[Stored data]
********************

use std::time::Duration;

use anyhow::anyhow;
use async_trait::async_trait;
use bytes::Bytes;
use hyper::{Body, Client, Request, StatusCode, Uri};
use hyper::client::HttpConnector;
use hyper::header::{ACCEPT, CACHE_CONTROL, LOCATION, USER_AGENT};
use hyper_tls::HttpsConnector;
use tokio::time::timeout;
use tracing::{debug, trace};
use url::Url;

use crate::config::ResolverSettings;

const MAX_REDIRECTS: usize = 5;

/// 304 is a redirection status as well, but it never carries a location
fn is_followed_redirect(status: StatusCode) -> bool {
    matches!(
        status,
        StatusCode::MOVED_PERMANENTLY | StatusCode::FOUND | StatusCode::SEE_OTHER | StatusCode::TEMPORARY_REDIRECT | StatusCode::PERMANENT_REDIRECT
    )
}

/// Fetches whole files from remote repositories.
#[async_trait]
pub trait Transport: Send + Sync {
    /// `Ok(None)` if the server does not have the file (or answers with any non-success status),
    ///  `Err` if the transfer itself failed.
    async fn get(&self, url: &Url) -> anyhow::Result<Option<Bytes>>;
}

/// HTTP(S) transport with retries for failed transfers and a per-request timeout.
///
/// Instances do HTTP connection caching internally, so keeping them alive has performance benefits.
pub struct HttpTransport {
    client: Client<HttpsConnector<HttpConnector>>,
    user_agent: String,
    retries: u32,
    retry_backoff: Duration,
    request_timeout: Duration,
}

impl HttpTransport {
    pub fn new(settings: &ResolverSettings) -> HttpTransport {
        HttpTransport {
            client: Client::builder()
                .build::<_, Body>(HttpsConnector::new()),
            user_agent: settings.user_agent.clone(),
            retries: settings.request_retries,
            retry_backoff: settings.retry_backoff,
            request_timeout: settings.request_timeout,
        }
    }

    async fn get_following_redirects(&self, url: &Url) -> anyhow::Result<Option<Bytes>> {
        let mut url = url.clone();
        for _ in 0..=MAX_REDIRECTS {
            let request = Request::builder()
                .method("GET")
                .uri(Uri::try_from(url.as_str())?)
                .header(USER_AGENT, &self.user_agent)
                .header(ACCEPT, "*/*")
                .header(CACHE_CONTROL, "no-cache, no-store")
                .body(Body::empty())?;

            trace!("getting {:?}", request);

            let response = timeout(self.request_timeout, self.client.request(request)).await
                .map_err(|_| anyhow!("request to {} timed out after {:?}", url, self.request_timeout))??;

            let status = response.status();
            if is_followed_redirect(status) {
                let location = response.headers().get(LOCATION)
                    .and_then(|l| l.to_str().ok())
                    .ok_or_else(|| anyhow!("{} redirected ({}) without a location", url, status))?;
                let target = url.join(location)?;
                debug!("{} redirected to {}", url, target);
                url = target;
                continue;
            }
            if !status.is_success() {
                debug!("{} responded with {}", url, status);
                return Ok(None);
            }

            let body = timeout(self.request_timeout, hyper::body::to_bytes(response.into_body())).await
                .map_err(|_| anyhow!("reading the body of {} timed out after {:?}", url, self.request_timeout))??;
            trace!("received {} bytes from {}", body.len(), url);
            return Ok(Some(body));
        }
        Err(anyhow!("too many redirects for {}", url))
    }
}

#[async_trait]
impl Transport for HttpTransport {
    async fn get(&self, url: &Url) -> anyhow::Result<Option<Bytes>> {
        let mut backoff = failsafe::backoff::constant(self.retry_backoff)
            .take(self.retries as usize);

        loop {
            match self.get_following_redirects(url).await {
                Ok(result) => return Ok(result),
                Err(e) => match backoff.next() {
                    Some(delay) => {
                        debug!("transfer of {} failed, retrying in {:?}: {:#}", url, delay, e);
                        tokio::time::sleep(delay).await;
                    }
                    None => return Err(e),
                }
            }
        }
    }
}


#[cfg(test)]
mod test {
    use std::convert::Infallible;
    use std::net::SocketAddr;
    use std::sync::Arc;
    use std::sync::atomic::{AtomicUsize, Ordering};

    use hyper::{Response, Server};
    use hyper::service::{make_service_fn, service_fn};

    use super::*;

    fn respond(request: &Request<Body>) -> Response<Body> {
        let builder = Response::builder();
        let response = match request.uri().path() {
            "/repo/lib.jar" => builder.body(Body::from("jar content")),
            "/agent" => {
                let agent = request.headers().get(USER_AGENT)
                    .map(|a| a.as_bytes().to_vec())
                    .unwrap_or_default();
                builder.body(Body::from(agent))
            }
            "/moved/lib.jar" => builder.status(StatusCode::MOVED_PERMANENTLY).header(LOCATION, "/repo/lib.jar").body(Body::empty()),
            "/relative/lib.jar" => builder.status(StatusCode::TEMPORARY_REDIRECT).header(LOCATION, "../repo/lib.jar").body(Body::empty()),
            "/not-modified/lib.jar" => builder.status(StatusCode::NOT_MODIFIED).body(Body::empty()),
            "/no-location/lib.jar" => builder.status(StatusCode::FOUND).body(Body::empty()),
            "/loop/lib.jar" => builder.status(StatusCode::FOUND).header(LOCATION, "/loop/lib.jar").body(Body::empty()),
            _ => builder.status(StatusCode::NOT_FOUND).body(Body::empty()),
        };
        response.unwrap()
    }

    /// serves [respond] on an ephemeral port, counting requests
    fn start_server() -> (Url, Arc<AtomicUsize>) {
        let requests = Arc::new(AtomicUsize::new(0));
        let counter = requests.clone();
        let make_service = make_service_fn(move |_| {
            let counter = counter.clone();
            async move {
                Ok::<_, Infallible>(service_fn(move |request: Request<Body>| {
                    counter.fetch_add(1, Ordering::SeqCst);
                    let response = respond(&request);
                    async move { Ok::<_, Infallible>(response) }
                }))
            }
        });
        let server = Server::bind(&SocketAddr::from(([127, 0, 0, 1], 0))).serve(make_service);
        let url = Url::parse(&format!("http://{}/", server.local_addr())).unwrap();
        tokio::spawn(server);
        (url, requests)
    }

    fn transport(retries: u32) -> HttpTransport {
        HttpTransport::new(&ResolverSettings {
            user_agent: "resolver-test/1".to_string(),
            request_retries: retries,
            retry_backoff: Duration::from_millis(1),
            request_timeout: Duration::from_secs(5),
            ..Default::default()
        })
    }

    #[tokio::test]
    async fn test_get_and_follow_redirects() {
        let (url, requests) = start_server();
        let transport = transport(2);

        assert_eq!(transport.get(&url.join("repo/lib.jar").unwrap()).await.unwrap(), Some(Bytes::from_static(b"jar content")));
        assert_eq!(transport.get(&url.join("moved/lib.jar").unwrap()).await.unwrap(), Some(Bytes::from_static(b"jar content")));
        assert_eq!(transport.get(&url.join("relative/lib.jar").unwrap()).await.unwrap(), Some(Bytes::from_static(b"jar content")));
        assert_eq!(requests.load(Ordering::SeqCst), 5);
    }

    #[tokio::test]
    async fn test_sends_user_agent() {
        let (url, _) = start_server();
        assert_eq!(transport(0).get(&url.join("agent").unwrap()).await.unwrap(), Some(Bytes::from_static(b"resolver-test/1")));
    }

    #[tokio::test]
    async fn test_unsuccessful_status_is_not_retried() {
        let (url, requests) = start_server();
        let transport = transport(3);

        assert_eq!(transport.get(&url.join("missing/lib.jar").unwrap()).await.unwrap(), None);
        assert_eq!(transport.get(&url.join("not-modified/lib.jar").unwrap()).await.unwrap(), None);
        assert_eq!(requests.load(Ordering::SeqCst), 2);
    }

    #[tokio::test]
    async fn test_failed_transfer_is_retried() {
        let (url, requests) = start_server();

        let result = transport(2).get(&url.join("no-location/lib.jar").unwrap()).await;
        assert!(result.unwrap_err().to_string().contains("without a location"));
        assert_eq!(requests.load(Ordering::SeqCst), 3);
    }

    #[tokio::test]
    async fn test_redirect_loop_is_cut() {
        let (url, requests) = start_server();

        let result = transport(0).get(&url.join("loop/lib.jar").unwrap()).await;
        assert!(result.unwrap_err().to_string().contains("too many redirects"));
        assert_eq!(requests.load(Ordering::SeqCst), MAX_REDIRECTS + 1);
    }
}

********************

> **Task requirements**
When a line in the data above contains the string "Duration", copy that line.

> **Reply to the task**
use std::time::Duration;
    retry_backoff: Duration,
    request_timeout: Duration,
            retry_backoff: Duration::from_millis(1),
            request_timeout: Duration::from_secs(5),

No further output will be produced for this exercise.